HBO ran a wonderful biographical piece on the great heavyweight boxer Joe Louis. Joe Louis Barrow was born on May 13, 1914. His father, "Mun Barrow," was a cotton picker from Alabama and his family fought with poverty for most of his childhood. His family moved to Detroit in 1924, at which point Joe first became involved in boxing. Ten years after his arrival in Detroit, Louis won the Golden Gloves as a light heavyweight. Following this win, Louis turned professional and won twelve contests within the first year. Most boxing promoters wanted no part of black boxers after Jack Johnson, a former black champion, angered white fans with his in-your-face lifestyle. I mention Joe Louis because of the jubilant reaction African Americans had to his rise to greatness. Joe gave them a reason to be proud; never in their small dreams could they imagine a black man having such an impact on America.

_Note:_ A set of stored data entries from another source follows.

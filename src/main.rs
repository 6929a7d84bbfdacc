//! marquee demo: two scenes showing shape tessellation and text layout
//!
//! Reads window settings from assets/app.ron (defaults if absent), tries to
//! load an atlas font from assets/font.ron + assets/font.png, and falls back
//! to a metrics-only block font so the demo runs with no assets at all.

use std::rc::Rc;

use macroquad::prelude::{info, is_key_pressed, load_texture, warn, Conf, FilterMode, KeyCode};
use macroquad::texture::Texture2D;

use marquee::{
    App, AppConfig, AtlasFont, Color, Font, Glyph, IntRect, Rect, RenderStates, RenderTarget,
    Scene, SceneAction, Shape, Style, Text, Vec2,
};

const CONFIG_PATH: &str = "assets/app.ron";

fn window_conf() -> Conf {
    AppConfig::load(CONFIG_PATH).window_conf()
}

/// Metrics-only placeholder font: every glyph is a filled cell.
///
/// Carries no atlas page, so glyph quads render as solid boxes. Keeps the
/// demo self-contained when no atlas font ships next to the executable.
struct BlockFont;

impl Font for BlockFont {
    fn glyph(&self, ch: char, size: u32, bold: bool) -> Glyph {
        let em = size as f32;
        let width = em * if bold { 0.62 } else { 0.52 };
        // Lowercase cells stay at x-height so words get some texture
        let height = if ch.is_lowercase() { em * 0.52 } else { em * 0.72 };
        Glyph {
            advance: width + em * 0.12,
            bounds: Rect::new(0.0, -height, width, height),
            uv: IntRect::new(0, 0, 1, 1),
        }
    }

    fn kerning(&self, _prev: char, _cur: char, _size: u32) -> f32 {
        0.0
    }

    fn line_spacing(&self, size: u32) -> f32 {
        size as f32 * 1.25
    }

    fn page(&self, _size: u32) -> Option<Texture2D> {
        None
    }
}

/// Atlas font when its two files are present, block font otherwise
async fn load_demo_font() -> Rc<dyn Font> {
    match load_texture("assets/font.png").await {
        Ok(page) => {
            page.set_filter(FilterMode::Nearest);
            match AtlasFont::load("assets/font.ron", Some(page)) {
                Ok(font) => {
                    info!("Loaded atlas font");
                    return Rc::new(font);
                }
                Err(e) => warn!("Failed to load atlas font: {}, using block font", e),
            }
        }
        Err(_) => info!("No atlas font page, using block font"),
    }
    Rc::new(BlockFont)
}

/// Opening scene: tessellated shapes plus styled text
struct GalleryScene {
    title: Text,
    caption: Text,
    hexagon: Shape,
    badge: Shape,
    disc: Shape,
    spin: f32,
}

impl GalleryScene {
    fn new(font: Rc<dyn Font>) -> Self {
        let mut title = Text::with_font("MARQUEE GALLERY", font.clone(), 32);
        title.set_style(Style::BOLD | Style::UNDERLINED);
        title.transformable.position = Vec2::new(24.0, 16.0);

        let mut caption = Text::with_font("space: about    esc: quit", font.clone(), 16);
        caption.set_color(Color::rgb(140, 140, 150));
        caption.transformable.position = Vec2::new(24.0, 430.0);

        let mut hexagon = Shape::circle(60.0, 6);
        hexagon.set_fill_color(Color::rgb(40, 120, 160));
        hexagon.set_outline_thickness(4.0);
        hexagon.set_outline_color(Color::rgb(220, 230, 240));
        hexagon.transformable.origin = Vec2::new(60.0, 60.0);
        hexagon.transformable.position = Vec2::new(320.0, 250.0);

        let mut badge = Shape::rectangle(Vec2::new(130.0, 80.0));
        badge.set_fill_color(Color::rgb(160, 80, 40));
        badge.set_outline_thickness(-4.0);
        badge.set_outline_color(Color::rgb(240, 200, 120));
        badge.transformable.position = Vec2::new(60.0, 180.0);

        let mut disc = Shape::circle(45.0, 32);
        disc.set_fill_color(Color::rgb(70, 140, 70).with_alpha(200));
        disc.transformable.position = Vec2::new(470.0, 190.0);

        Self {
            title,
            caption,
            hexagon,
            badge,
            disc,
            spin: 0.0,
        }
    }
}

impl Scene for GalleryScene {
    fn id(&self) -> &str {
        "gallery"
    }

    fn init(&mut self) {
        info!("gallery ready (marquee v{})", marquee::VERSION);
    }

    fn update(&mut self, dt: f32) -> SceneAction {
        self.spin += dt * 45.0;
        self.hexagon.transformable.rotation = self.spin;

        if is_key_pressed(KeyCode::Space) {
            return SceneAction::Switch("about".to_string());
        }
        if is_key_pressed(KeyCode::Escape) {
            return SceneAction::Quit(0);
        }
        SceneAction::Continue
    }

    fn draw(&mut self, target: &mut dyn RenderTarget) {
        let states = RenderStates::default();
        self.badge.draw(target, &states);
        self.disc.draw(target, &states);
        self.hexagon.draw(target, &states);
        self.title.draw(target, &states);
        self.caption.draw(target, &states);
    }
}

/// Second scene: multi-line text with a caret hopping between characters
struct AboutScene {
    font: Rc<dyn Font>,
    body: Text,
    caret: Shape,
    caret_index: usize,
    caret_clock: f32,
}

impl AboutScene {
    fn new(font: Rc<dyn Font>) -> Self {
        let caret = Shape::rectangle(Vec2::new(3.0, 22.0));
        Self {
            font,
            body: Text::new(),
            caret,
            caret_index: 0,
            caret_clock: 0.0,
        }
    }
}

impl Scene for AboutScene {
    fn id(&self) -> &str {
        "about"
    }

    fn init(&mut self) {
        self.body = Text::with_font(
            "marquee is a scene scaffold.\nshapes tessellate their silhouettes,\ntext lays out one quad per glyph.\n\nspace: back",
            self.font.clone(),
            20,
        );
        self.body.set_style(Style::ITALIC);
        self.body.set_color(Color::rgb(210, 210, 220));
        self.body.transformable.position = Vec2::new(24.0, 40.0);
        self.caret.set_fill_color(Color::rgb(250, 220, 90));
    }

    fn resume(&mut self) {
        self.caret_index = 0;
        self.caret_clock = 0.0;
    }

    fn update(&mut self, dt: f32) -> SceneAction {
        // Walk the caret one character at a time, wrapping past the end
        self.caret_clock += dt;
        if self.caret_clock > 0.08 {
            self.caret_clock = 0.0;
            let len = self.body.string().chars().count();
            self.caret_index = (self.caret_index + 1) % (len + 1);
        }
        self.caret.transformable.position = self.body.find_character_pos(self.caret_index);

        if is_key_pressed(KeyCode::Space) {
            return SceneAction::Switch("gallery".to_string());
        }
        if is_key_pressed(KeyCode::Escape) {
            return SceneAction::Quit(0);
        }
        SceneAction::Continue
    }

    fn draw(&mut self, target: &mut dyn RenderTarget) {
        let states = RenderStates::default();
        self.body.draw(target, &states);
        self.caret.draw(target, &states);
    }
}

fn app_window_title() -> String {
    format!("marquee demo v{}", marquee::VERSION)
}

#[macroquad::main(window_conf)]
async fn main() {
    // Initialize crash logging FIRST (before any other code)
    #[cfg(not(target_arch = "wasm32"))]
    crashlog::setup!(crashlog::cargo_metadata!().capitalized(), false);

    info!("running from {}", App::exe_dir().display());

    let mut config = AppConfig::load(CONFIG_PATH);
    if config.title == AppConfig::default().title {
        config.title = app_window_title();
    }

    let font = load_demo_font().await;

    let mut app = App::new(config);
    app.scenes().add(Box::new(AboutScene::new(font.clone())));

    let exit_code = app.run(Box::new(GalleryScene::new(font))).await;
    info!("demo finished with exit code {}", exit_code);
}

In Fifties America most of us looked for small victories. A high school diploma was considered worth something, and usually enough to get you a decent job. Very few people bought showroom-new cars; that didn't come until much later in life. People were content with reliable transportation that would make it to Long Island and back on weekend outings. I don't remember going out to dinner in a real restaurant until my late teens. We would sometimes eat out, but at strictly local places like the Chinese Restaurant on Pitkin Avenue that my Dad sensitively referred to as "The Chinks". We wore our clothes until they didn't fit, and then passed them on to younger cousins. Even the poorest families maintained small savings accounts, usually a "Christmas Club" run by the local banks where you faithfully deposited two dollars a week so you would have money to buy presents when the holidays rolled around.

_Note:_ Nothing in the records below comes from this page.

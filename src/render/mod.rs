//! Rendering foundation: math, colors, vertex streams, transforms, targets
//!
//! # Module Organization
//!
//! - `math` - Vec2, Rect, IntRect
//! - `color` - RGBA color
//! - `types` - Vertex, Primitive, VertexBuffer
//! - `transform` - 2D affine Transform and the Transformable component
//! - `target` - RenderStates, the RenderTarget trait, the macroquad sink

pub mod color;
pub mod math;
pub mod target;
pub mod transform;
pub mod types;

pub use color::Color;
pub use math::{IntRect, Rect, Vec2};
pub use target::{RenderStates, RenderTarget, ScreenTarget};
pub use transform::{Transform, Transformable};
pub use types::{Primitive, Vertex, VertexBuffer};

It's hard to imagine such a lifestyle today. A high school diploma from most public schools is worth squat; everybody goes to college in 2010, whether they have the brains or not. I see people of modest means driving $50,000 cars and living in $500,000 homes. Saving money for a rainy day is a dying habit, especially after the financial meltdown that swallowed billions in investments. Despite the so-called hard economic times we are in now, all the restaurants I go to are pretty full, not just on weekends but during the week as well. I see folks shopping for new clothes, not because they need them, but maybe they're feeling a little low and a new blouse or tie gives them a lift. Buying using credit cards, a practice that was unknown in the Fifties, is commonplace. People live way beyond their means, max out every card anyone will send them, and then just blithely declare bankruptcy.

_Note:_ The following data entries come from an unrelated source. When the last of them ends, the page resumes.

//! The Text renderable: one quad per glyph, laid out against a Font
//!
//! Geometry is recomputed synchronously whenever the string, font, size or
//! style changes; drawing submits the cached quads with the font's atlas
//! page bound.

use std::rc::Rc;

use super::{Font, Style};
use crate::render::{
    Color, Primitive, Rect, RenderStates, RenderTarget, Transformable, Vec2, Vertex, VertexBuffer,
};

/// Italic shear factor, about 12 degrees
const ITALIC_SHEAR: f32 = 0.208;

/// A string rendered as textured glyph quads
pub struct Text {
    string: String,
    font: Option<Rc<dyn Font>>,
    character_size: u32,
    style: Style,
    color: Color,
    /// Placement of the text in its parent coordinate system
    pub transformable: Transformable,
    vertices: VertexBuffer,
    bounds: Rect,
}

impl Text {
    /// Empty text: no font, size 30, regular style, white
    pub fn new() -> Self {
        Self {
            string: String::new(),
            font: None,
            character_size: 30,
            style: Style::REGULAR,
            color: Color::WHITE,
            transformable: Transformable::IDENTITY,
            vertices: VertexBuffer::new(Primitive::Quads),
            bounds: Rect::default(),
        }
    }

    /// Text with a string, font and size, geometry ready
    pub fn with_font(string: impl Into<String>, font: Rc<dyn Font>, character_size: u32) -> Self {
        let mut text = Self::new();
        text.string = string.into();
        text.font = Some(font);
        text.character_size = character_size;
        text.update_geometry();
        text
    }

    pub fn set_string(&mut self, string: impl Into<String>) {
        self.string = string.into();
        self.update_geometry();
    }

    pub fn set_font(&mut self, font: Rc<dyn Font>) {
        let same = match &self.font {
            Some(old) => Rc::ptr_eq(old, &font),
            None => false,
        };
        if !same {
            self.font = Some(font);
            self.update_geometry();
        }
    }

    pub fn set_character_size(&mut self, size: u32) {
        if self.character_size != size {
            self.character_size = size;
            self.update_geometry();
        }
    }

    pub fn set_style(&mut self, style: Style) {
        if self.style != style {
            self.style = style;
            self.update_geometry();
        }
    }

    /// Recolor the cached vertices in place; no geometry pass
    pub fn set_color(&mut self, color: Color) {
        if color != self.color {
            self.color = color;
            self.vertices.recolor(color);
        }
    }

    pub fn string(&self) -> &str {
        &self.string
    }

    pub fn font(&self) -> Option<&Rc<dyn Font>> {
        self.font.as_ref()
    }

    pub fn character_size(&self) -> u32 {
        self.character_size
    }

    pub fn style(&self) -> Style {
        self.style
    }

    pub fn color(&self) -> Color {
        self.color
    }

    /// The cached quad stream (4 vertices per glyph or underline)
    pub fn vertices(&self) -> &VertexBuffer {
        &self.vertices
    }

    /// Position of the `index`-th character in global coordinates.
    ///
    /// An index past the end clamps to the string length, i.e. it answers
    /// with the pen position just after the final character. Without a font
    /// the origin is returned.
    pub fn find_character_pos(&self, index: usize) -> Vec2 {
        let font = match &self.font {
            Some(f) => f,
            None => return Vec2::ZERO,
        };

        let chars: Vec<char> = self.string.chars().collect();
        let index = index.min(chars.len());

        let bold = self.style.contains(Style::BOLD);
        let hspace = font.glyph(' ', self.character_size, bold).advance;
        let vspace = font.line_spacing(self.character_size);

        let mut position = Vec2::ZERO;
        let mut prev = '\0';
        for &cur in &chars[..index] {
            position.x += font.kerning(prev, cur, self.character_size);
            prev = cur;

            match cur {
                ' ' => {
                    position.x += hspace;
                    continue;
                }
                '\t' => {
                    position.x += hspace * 4.0;
                    continue;
                }
                '\n' => {
                    position.y += vspace;
                    position.x = 0.0;
                    continue;
                }
                '\x0B' => {
                    position.y += vspace * 4.0;
                    continue;
                }
                _ => {}
            }

            position.x += font.glyph(cur, self.character_size, bold).advance;
        }

        self.transformable.transform().transform_point(position)
    }

    /// Bounds of the quads in text-local coordinates
    pub fn local_bounds(&self) -> Rect {
        self.bounds
    }

    /// Local bounds mapped through the entity transform
    pub fn global_bounds(&self) -> Rect {
        self.transformable.transform().transform_rect(self.bounds)
    }

    /// Submit the cached quads with the font's atlas page bound.
    ///
    /// No font means nothing to draw.
    pub fn draw(&self, target: &mut dyn RenderTarget, states: &RenderStates) {
        let font = match &self.font {
            Some(f) => f,
            None => return,
        };
        let states = RenderStates {
            transform: states.transform.combine(&self.transformable.transform()),
            texture: font.page(self.character_size),
        };
        target.draw(&self.vertices, &states);
    }

    fn update_geometry(&mut self) {
        self.vertices.clear();
        self.bounds = Rect::default();

        let font = match &self.font {
            Some(f) => f.clone(),
            None => return,
        };
        if self.string.is_empty() {
            return;
        }

        let size = self.character_size;
        let bold = self.style.contains(Style::BOLD);
        let underlined = self.style.contains(Style::UNDERLINED);
        let italic = if self.style.contains(Style::ITALIC) {
            ITALIC_SHEAR
        } else {
            0.0
        };
        let underline_offset = size as f32 * 0.1;
        let underline_thickness = size as f32 * if bold { 0.1 } else { 0.07 };

        let hspace = font.glyph(' ', size, bold).advance;
        let vspace = font.line_spacing(size);
        let mut x = 0.0f32;
        let mut y = size as f32;

        let chars: Vec<char> = self.string.chars().collect();
        let mut prev = '\0';
        for cur in chars {
            // Kerning against the previous character, before placement
            x += font.kerning(prev, cur, size);
            prev = cur;

            // Underline the finished line before the pen wraps
            if underlined && cur == '\n' {
                self.append_underline(x, y, underline_offset, underline_thickness);
            }

            // Whitespace moves the pen without emitting a glyph
            match cur {
                ' ' => {
                    x += hspace;
                    continue;
                }
                '\t' => {
                    x += hspace * 4.0;
                    continue;
                }
                '\n' => {
                    y += vspace;
                    x = 0.0;
                    continue;
                }
                '\x0B' => {
                    y += vspace * 4.0;
                    continue;
                }
                _ => {}
            }

            let glyph = font.glyph(cur, size, bold);

            let left = glyph.bounds.x;
            let top = glyph.bounds.y;
            let right = glyph.bounds.right();
            let bottom = glyph.bounds.bottom();

            let u1 = glyph.uv.x as f32;
            let v1 = glyph.uv.y as f32;
            let u2 = glyph.uv.right() as f32;
            let v2 = glyph.uv.bottom() as f32;

            // One quad per glyph; italic shears x by the corner's height
            self.vertices.push(Vertex::new(
                Vec2::new(x + left - italic * top, y + top),
                Vec2::new(u1, v1),
                self.color,
            ));
            self.vertices.push(Vertex::new(
                Vec2::new(x + right - italic * top, y + top),
                Vec2::new(u2, v1),
                self.color,
            ));
            self.vertices.push(Vertex::new(
                Vec2::new(x + right - italic * bottom, y + bottom),
                Vec2::new(u2, v2),
                self.color,
            ));
            self.vertices.push(Vertex::new(
                Vec2::new(x + left - italic * bottom, y + bottom),
                Vec2::new(u1, v2),
                self.color,
            ));

            x += glyph.advance;
        }

        // Last line's underline
        if underlined {
            self.append_underline(x, y, underline_offset, underline_thickness);
        }

        self.bounds = self.vertices.bounds();
    }

    /// Full-width underline quad for the line ending at pen (x, y).
    ///
    /// uv is pinned to atlas texel (1,1), which atlas fonts keep opaque.
    fn append_underline(&mut self, x: f32, y: f32, offset: f32, thickness: f32) {
        let top = y + offset;
        let bottom = top + thickness;
        let uv = Vec2::new(1.0, 1.0);

        self.vertices
            .push(Vertex::new(Vec2::new(0.0, top), uv, self.color));
        self.vertices
            .push(Vertex::new(Vec2::new(x, top), uv, self.color));
        self.vertices
            .push(Vertex::new(Vec2::new(x, bottom), uv, self.color));
        self.vertices
            .push(Vertex::new(Vec2::new(0.0, bottom), uv, self.color));
    }
}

I'm afraid that unless I can invent a time machine, I'll never be able to adequately convey what life in Brooklyn was like for us sixty years ago. How can I make you understand what the introduction of television meant to us when you can now remotely call your cable box from your cell phone and program it to record a show you want to watch later? Could you ever appreciate the excitement we felt when Jiffy Pop hit the shelves and we would watch mesmerized as that big aluminum ball filled with delicious hot popcorn that you ate right out of the container? And can you, with your laptop computer and I-pod, relate to Fifties boys and girls at home helping cartoon character Winky-Dink out of a jam by drawing whatever Winky needed (rope, ladder, bridge, etc.) on the TV screen? (This was done with the aid of a Winky-Dink Kit which was sold by mail for fifty cents.) Our frames of reference are just so different.

No friends, my childhood was Spaldeens and yours was Sega Genesis. Given the choice, as primitive as it might seem to you, I'll take mine every time.